Gao, H. and R.G. Zepp. 1998. Factors influencing photoreactions of dissolved organic matter in a coastal river of the southeastern United States. Environmental Science and Technology, 32:2940-2946. 
     
	Photoreactions of dissolved organic matter can affect the oxidizing
capacity, nutrient dynamics, trace gas exchange and color of surface waters. 
This study focuses on factors that affect the photoreactions of the colored
dissolved organic matter (CDOM) in the Satilla River, a coastal river that
has high concentrations of dissolved organic carbon (DOC) (2.0 ± 0.2 mM C) 

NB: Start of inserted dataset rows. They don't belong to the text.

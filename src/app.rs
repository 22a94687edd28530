use axum::extract::{DefaultBodyLimit, State};
use axum::{routing, Json, Router};
use tower::ServiceBuilder;
use tower_http::trace::TraceLayer;

use crate::error::Result;
use crate::handlers;
use crate::state::AppState;

// matches the source's ParseMultipartForm limit
const MAX_UPLOAD_BYTES: usize = 32 * 1024 * 1024;

pub fn build(state: AppState) -> Router<()> {
    let service = ServiceBuilder::new().layer(TraceLayer::new_for_http());
    Router::new()
        .route("/health", routing::get(health))
        .route(
            "/uploads",
            routing::get(handlers::records::all)
                .post(handlers::files::upload_file)
                .patch(handlers::records::update)
                .delete(handlers::files::delete_file),
        )
        .route(
            "/uploads/youtube",
            routing::post(handlers::records::create).delete(handlers::records::delete_entry),
        )
        .route("/uploads/:user_id", routing::get(handlers::records::load))
        .route(
            "/image/users/:user_id",
            routing::get(handlers::records::load_image),
        )
        .layer(DefaultBodyLimit::max(MAX_UPLOAD_BYTES))
        .layer(service)
        .with_state(state)
}

async fn health(State(state): State<AppState>) -> Result<Json<serde_json::Value>> {
    state.db.ping().await?;
    Ok(Json(serde_json::json!({ "status": "up" })))
}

and iron (12 ±µM) in its freshwater reach.  Quantum yields for the photoproduction 
of dissolved inorganic carbon (DIC) and carbon monoxide (CO) from Satilla CDOM 
decreased exponentially in the 300 - 450 nm spectral region.  Photoreaction of 
the CDOM in sunlight caused a decrease in UV and visible absorbance that occurred
most rapidly in the UV-B (280 - 315 nm) region, indicating that CDOM photoreactions
can enhance exposure of aquatic organisms to DNA-damaging UV radiation.  The 
role of iron in the photooxidation was investigated by adding fluoride ions or 
deferoxamine mesylate (DFOM) to the water to form unreactive Fe3+ complexes,
thus inhibiting iron photoreduction and slowing CDOM photooxidation.  Using
this method, it was demonstrated that the photoformation of DIC, CO, and
NH4+ is strongly affected by iron catalysis in the Satilla River water.  Increasing the dioxygen 
content and lowering the pH accelerated the photoreaction of the CDOM.  CDOM 
photoreaction was accompanied by conversion of dissolved iron and carbon to 
particulate forms.  Such "photocoagulation" may contribute to the transport of 
iron and carbon from surface waters to sediments in sunlit, well-stratified
aquatic ecosystems.